Proper way to consume data from RESTFUL API in django
Asked Answered
L

4

68

I'm trying to learn django so while I have a current solution I'm not sure if it follows best practices in django. I would like to display information from a web api on my website. Let's say the api url is as follows:

http://api.example.com/books?author=edwards&year=2009

Thsis would return a list of books by Edwards written in the year 2009. Returned in the following format:

{'results':
             [
                {
                   'title':'Book 1',
                   'Author':'Edwards Man',
                   'Year':2009
                },
                {
                   'title':'Book 2',
                   'Author':'Edwards Man',
                   'Year':2009}
           ]
}

Currently I am consuming the API in my views file as follows:

class BooksPage(generic.TemplateView):
    def get(self,request):
        r = requests.get('http://api.example.com/books?author=edwards&year=2009')
        books = r.json()
        books_list = {'books':books['results']}
        return render(request,'books.html',books_list)

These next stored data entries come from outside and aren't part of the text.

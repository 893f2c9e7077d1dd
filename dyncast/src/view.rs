// Copyright 2026 the Dyncast Authors
// SPDX-License-Identifier: Apache-2.0 OR MIT

//! Shared plumbing of the typed views.

/// Implements the accessors, `Clone`, `Debug` and [`IntoObject`](crate::IntoObject) shared by
/// every view holding `obj: Object` and `_marker: PhantomData<fn() -> (P, ...)>`.
macro_rules! view_common {
    ($name:ident < $($p:ident),+ >) => {
        impl<$($p),+> $name<$($p),+> {
            #[inline]
            pub(crate) fn from_object(obj: dynobj::Object) -> Self {
                Self {
                    obj,
                    _marker: core::marker::PhantomData,
                }
            }

            /// Returns the underlying runtime reference.
            #[must_use]
            #[inline]
            pub fn as_object(&self) -> &dynobj::Object {
                &self.obj
            }

            /// Gives up the view, returning the underlying runtime reference.
            #[must_use]
            #[inline]
            pub fn into_object(self) -> dynobj::Object {
                self.obj
            }

            /// Returns the raw handle of the viewed value.
            #[must_use]
            #[inline]
            pub fn handle(&self) -> dynobj::Handle {
                self.obj.handle()
            }

            /// Returns the runtime the viewed value lives in.
            #[must_use]
            #[inline]
            pub fn runtime(&self) -> &dynobj::Runtime {
                self.obj.runtime()
            }
        }

        impl<$($p),+> Clone for $name<$($p),+> {
            fn clone(&self) -> Self {
                Self::from_object(self.obj.clone())
            }
        }

        impl<$($p),+> $crate::into::IntoObject for $name<$($p),+> {
            #[inline]
            fn into_runtime(
                self,
                rt: &dynobj::Runtime,
            ) -> Result<dynobj::Object, $crate::error::CastError> {
                $crate::into::owned_by(rt, self.obj)
            }
        }

        impl<$($p),+> core::fmt::Debug for $name<$($p),+> {
            fn fmt(&self, f: &mut core::fmt::Formatter<'_>) -> core::fmt::Result {
                match self.obj.repr() {
                    Ok(repr) => write!(f, "{}({repr})", stringify!($name)),
                    Err(_) => f
                        .debug_struct(stringify!($name))
                        .field("handle", &self.obj.handle())
                        .finish_non_exhaustive(),
                }
            }
        }
    };
}

pub(crate) use view_common;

Normally, we grab data from the database in the models.py file, but I am unsure if I should be grabbing this API data in models.py or views.py. If it should be in models.py, can someone provide an example of how to do this? I wrote the above example sepecifically for stackoverflow, so any bugs are purely a result of writing it here.

Leucocyte answered 15/5, 2015 at 12:22 Comment(2)
Check out Django Rest Framework.Bringingup
Isn't that for building web apis? I'm trying to read from an external one.Leucocyte
L
143

I like the approach of putting that kind of logic in a separate service layer (services.py); the data you are rendering is quite not a "model" in the Django ORM sense, and it's more than simple "view" logic. A clean encapsulation ensures you can do things like control the interface to the backing service (i.e., make it look like a Python API vs. URL with parameters), add enhancements such as caching, as @sobolevn mentioned, test the API in isolation, etc.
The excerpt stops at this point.